Cover of the book THE LIGHTNING BOTTLES by Marissa Stapley used to teach the concept of Transitioning from Codependency to Healthy Relationships

Jane and Elijah are 90s grunge music enthusiasts who meet in an online music forum. He’s experienced; she’s naïve. Jane moves to Seattle to be with Elijah, to find that he has a drug problem that he was unable to solve before they started a life together. She promises to save him.

 

They form a band, The Lightning Bolts. Jane’s a whiz at writing songs; Elijah’s voice is magical. He agrees to stop using, then gets her to accept him doing drugs – “just” hallucinogens and alcohol -  when performing live. But Elijah also seems high a lot outside of the agreed-upon moments. Jane feels guilty that she can’t get him to stop and runs herself ragged trying to run interference and save him. Their band takes off. Suddenly, they have a platinum record. The pressure is relentless. He’s addicted; she’s drinking to numb the stress of it all. The Lightning Bolts are a mess.  

 

Jane and Elijah’s relationship, one steeped in true love, was codependent.

 

Healthy relationships are mutually beneficial. They sometimes seesaw but average out at about even. Codependent relationships are dysfunctional, with one person sacrificing their wants, needs, and autonomy to care for the other.  Codependency is frequently associated with addiction but refers to any lopsided or enabling relationship.

 

Here are tips for transitioning from codependency to a healthy relationship.

 

Do What Makes You Happy: Identify the activities, hobbies, rituals, professional tasks, and self-care you enjoy and incorporate these into your schedule.

 

Set Boundaries: In a loving but firm tone, communicate ways you will and will not help the other person.
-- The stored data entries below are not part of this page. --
impl MemoryHost {
    /// A host whose window (and document element) measures `inner_size`,
    /// with the full standard geometry surface defined.
    #[must_use]
    pub fn new(inner_size: Size) -> Self {
        let host = Self::empty(inner_size);
        host.define_standard_surface();
        host
    }

    /// A host with layout but no properties defined.
    #[must_use]
    pub fn empty(inner_size: Size) -> Self {
        let mut world = World {
            device_pixel_density: 1.0,
            ..World::default()
        };
        world.elements.insert(
            DOCUMENT_ELEMENT,
            ElementLayout::new(Rect::from_origin_size((0.0, 0.0), inner_size)),
        );
        world.inner_size = inner_size;
        Self {
            world: Rc::new(RefCell::new(world)),
            properties: RefCell::new(HashMap::new()),
            styles: RefCell::new(HashMap::new()),
        }
    }

    fn define_standard_surface(&self) {
        use PatchTarget::{Element, PointerEvent, ResizeObserverEntry, TextRange, Window};

        let world = &self.world;
        let getter = |f: fn(&World, &MemoryObject) -> HostValue<MemoryObject>| {
            let world = world.clone();
            PropertyDescriptor::getter(move |this| f(&world.borrow(), this))
        };
        let method = |f: fn(&World, &MemoryObject) -> HostValue<MemoryObject>| {
            let world = world.clone();
            PropertyDescriptor::method(move |this| f(&world.borrow(), this))
        };

        self.define_property(Window, "innerWidth", getter(|w, _| number(w.inner_size.width)));
        self.define_property(Window, "innerHeight", getter(|w, _| number(w.inner_size.height)));
        self.define_property(
            Window,
            "visualViewport",
            getter(|w, _| {
                w.visual_viewport
                    .map_or(HostValue::Undefined, HostValue::VisualViewport)
            }),
        );
        self.define_property(
            Window,
            "ResizeObserver",
            PropertyDescriptor::value(HostValue::ResizeObserver(self.native_resize_observer())),
        );

        self.define_property(
            Element,
            "getBoundingClientRect",
            method(|w, this| w.with_element(this, |e| HostValue::Rect(e.bounds))),
        );
        self.define_property(
            Element,
            "getClientRects",
            method(|w, this| w.with_element(this, |e| HostValue::Rects(e.rects()))),
        );
        self.define_property(
            Element,
            "clientLeft",
            getter(|w, this| w.with_element(this, |e| number(e.client.left))),
        );
        self.define_property(
            Element,
            "clientTop",
            getter(|w, this| w.with_element(this, |e| number(e.client.top))),
        );
        self.define_property(
            Element,
            "clientWidth",
            getter(|w, this| w.with_element(this, |e| number(e.client.width))),
        );
        self.define_property(
            Element,
            "clientHeight",
            getter(|w, this| w.with_element(this, |e| number(e.client.height))),
        );

        self.define_property(
            TextRange,
            "getBoundingClientRect",
            method(|w, this| match this {
                MemoryObject::TextRange(id) => {
                    w.ranges.get(id).map_or(HostValue::Undefined, |rects| {
                        let union = rects.iter().copied().reduce(|a, b| a.union(b));
                        HostValue::Rect(union.unwrap_or(Rect::ZERO))
                    })
                }
                _ => HostValue::Undefined,
            }),
        );
        self.define_property(
            TextRange,
            "getClientRects",
            method(|w, this| match this {
                MemoryObject::TextRange(id) => w
                    .ranges
                    .get(id)
                    .map_or(HostValue::Undefined, |rects| HostValue::Rects(rects.clone())),
                _ => HostValue::Undefined,
            }),
        );

        self.define_property(
            ResizeObserverEntry,
            "contentRect",
            getter(|w, this| {
                w.element(this).map_or(HostValue::Undefined, |e| {
                    HostValue::Rect(Rect::new(0.0, 0.0, e.client.width, e.client.height))
                })
            }),
        );
        self.define_property(
            ResizeObserverEntry,
            "borderBoxSize",
            getter(|w, this| {
                w.element(this).map_or(HostValue::Undefined, |e| {
                    HostValue::BoxSizes(vec![BoxSize::of_rect(e.bounds)])
                })
            }),
        );
        self.define_property(
            ResizeObserverEntry,
            "contentBoxSize",
            getter(|w, this| {
                w.element(this)
                    .map_or(HostValue::Undefined, |e| HostValue::BoxSizes(vec![content_box(e)]))
            }),
        );
        self.define_property(
            ResizeObserverEntry,
            "devicePixelContentBoxSize",
            getter(|w, this| {
                w.element(this).map_or(HostValue::Undefined, |e| {
                    let content = content_box(e);
                    HostValue::BoxSizes(vec![BoxSize {
                        inline_size: content.inline_size * w.device_pixel_density,
                        block_size: content.block_size * w.device_pixel_density,
                    }])
                })
            }),
        );

        let pointer = |f: fn(PointerCoordinates) -> f64| {
            let world = world.clone();
            PropertyDescriptor::getter(move |this| {
                world
                    .borrow()
                    .pointer(this)
                    .map_or(HostValue::Undefined, |p| number(f(p)))
            })
        };
        self.define_property(PointerEvent, "clientX", pointer(|p| p.client.x));
        self.define_property(PointerEvent, "clientY", pointer(|p| p.client.y));
        self.define_property(PointerEvent, "x", pointer(|p| p.x()));
        self.define_property(PointerEvent, "y", pointer(|p| p.y()));
        self.define_property(PointerEvent, "pageX", pointer(|p| p.page.x));
        self.define_property(PointerEvent, "pageY", pointer(|p| p.page.y));
        self.define_property(PointerEvent, "layerX", pointer(|p| p.layer.x));
        self.define_property(PointerEvent, "layerY", pointer(|p| p.layer.y));
        self.define_property(PointerEvent, "offsetX", pointer(|p| p.offset.x));
        self.define_property(PointerEvent, "offsetY", pointer(|p| p.offset.y));
        self.define_property(PointerEvent, "screenX", pointer(|p| p.screen.x));
        self.define_property(PointerEvent, "screenY", pointer(|p| p.screen.y));
        self.define_property(PointerEvent, "movementX", pointer(|p| p.movement.x));
        self.define_property(PointerEvent, "movementY", pointer(|p| p.movement.y));
    }

    fn native_resize_observer(&self) -> ResizeObserverConstructor<MemoryObject> {
        let world = Rc::downgrade(&self.world);
        Rc::new(move |callback: ResizeCallback<MemoryObject>| {
            let state = Rc::new(RefCell::new(ObserverState {
                callback,
                targets: Vec::new(),
            }));
            if let Some(world) = world.upgrade() {
                world.borrow_mut().observers.push(Rc::downgrade(&state));
            }
            Box::new(MemoryResizeObserver { state }) as Box<dyn ResizeObservation<MemoryObject>>
        })
    }

    /// Removes `name` from `target`, as an environment lacking it would.
    pub fn remove_property(&self, target: PatchTarget, name: &str) {
        self.properties
            .borrow_mut()
            .retain(|(t, n), _| !(*t == target && *n == name));
    }

    /// Assigns `value` to `name` on `this` the way script code would.
    ///
    /// Returns `false` when the write was ignored: the property is missing,
    /// read-only, or an accessor without a setter.
    pub fn assign(
        &self,
        target: PatchTarget,
        name: &'static str,
        this: &MemoryObject,
        value: HostValue<MemoryObject>,
    ) -> bool {
        let Some(descriptor) = self.own_property(target, name) else {
            return false;
        };
        match descriptor {
            PropertyDescriptor::Data {
                writable: true,
                enumerable,
                configurable,
                ..
            } => {
                self.define_property(
                    target,
                    name,
                    PropertyDescriptor::Data {
                        value,
                        writable: true,
                        enumerable,
                        configurable,
                    },
                );
                true
            }
            PropertyDescriptor::Accessor { set: Some(set), .. } => {
                set(this, value);
                true
            }
            _ => false,
        }
    }

    /// Resizes the window; the document element follows.
    pub fn set_inner_size(&self, size: Size) {
        let mut world = self.world.borrow_mut();
        world.inner_size = size;
        world.elements.insert(
            DOCUMENT_ELEMENT,
            ElementLayout::new(Rect::from_origin_size((0.0, 0.0), size)),
        );
    }

    /// Sets the device pixel density.
    pub fn set_device_pixel_density(&self, density: f64) {
        self.world.borrow_mut().device_pixel_density = density;
    }

    /// Sets (or with `None`, removes) the visual viewport.
    pub fn set_visual_viewport(&self, viewport: Option<VisualViewport>) {
        self.world.borrow_mut().visual_viewport = viewport;
    }

    /// Adds an element, optionally reachable by `id`.
    pub fn add_element(&self, id: Option<&str>, layout: ElementLayout) -> MemoryObject {
        let mut world = self.world.borrow_mut();
        let node = world.allocate();
        world.elements.insert(node, layout);
        if let Some(id) = id {
            world.ids.insert(id.to_owned(), node);
        }
        MemoryObject::Element(node)
    }

    /// Replaces the layout of an element.
    pub fn set_element_layout(&self, element: &MemoryObject, layout: ElementLayout) {
        if let MemoryObject::Element(id) = element {
            self.world.borrow_mut().elements.insert(*id, layout);
        }
    }

    /// Adds a text range made of `rects`.
    pub fn add_text_range(&self, rects: Vec<Rect>) -> MemoryObject {
        let mut world = self.world.borrow_mut();
        let node = world.allocate();
        world.ranges.insert(node, rects);
        MemoryObject::TextRange(node)
    }

    /// Adds a pointer event carrying `coordinates`.
    pub fn add_pointer_event(&self, coordinates: PointerCoordinates) -> MemoryObject {
        let mut world = self.world.borrow_mut();
        let id = world.allocate().0;
        world.pointers.insert(id, coordinates);
        MemoryObject::Pointer(id)
    }

    /// The resize entry object describing `element`.
    #[must_use]
    pub fn resize_entry_for(&self, element: &MemoryObject) -> Option<MemoryObject> {
        match element {
            MemoryObject::Element(id) => Some(MemoryObject::ResizeEntry(*id)),
            _ => None,
        }
    }

    /// Runs one round of native resize observation.
    ///
    /// Every live observer with targets receives one batch of physical
    /// entries. Returns the number of batches delivered.
    pub fn deliver_resize_observations(&self) -> usize {
        let pending: Vec<(ResizeCallback<MemoryObject>, Vec<ResizeObserverEntry<MemoryObject>>)> = {
            let mut world = self.world.borrow_mut();
            world.observers.retain(|o| o.strong_count() > 0);
            world
                .observers
                .iter()
                .filter_map(Weak::upgrade)
                .filter_map(|observer| {
                    let observer = observer.borrow();
                    let entries: Vec<_> = observer
                        .targets
                        .iter()
                        .filter_map(|target| {
                            let layout = world.element(target)?;
                            let content = content_box(layout);
                            let mut entry = ResizeObserverEntry::uniform(
                                *target,
                                Rect::new(0.0, 0.0, content.inline_size, content.block_size),
                            );
                            entry.border_box_size[0] = BoxSize::of_rect(layout.bounds);
                            entry.device_pixel_content_box_size[0] = BoxSize {
                                inline_size: content.inline_size * world.device_pixel_density,
                                block_size: content.block_size * world.device_pixel_density,
                            };
                            Some(entry)
                        })
                        .collect();
                    (!entries.is_empty()).then(|| (observer.callback.clone(), entries))
                })
                .collect()
        };
        for (callback, entries) in &pending {
            callback(entries);
        }
        pending.len()
    }
}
Clarify that they are responsible for their own behaviors.

 

Maintain Other Relationships: Spend time with friends and family outside the codependent relationship.

 

Look For Patterns: Is history repeating itself? Analyze your attachment style and how past relationships may impact your present.

 

Recognize You, Me, and We: Different things work for you, the other person, and the relationship. It’s a red flag if you always come in last.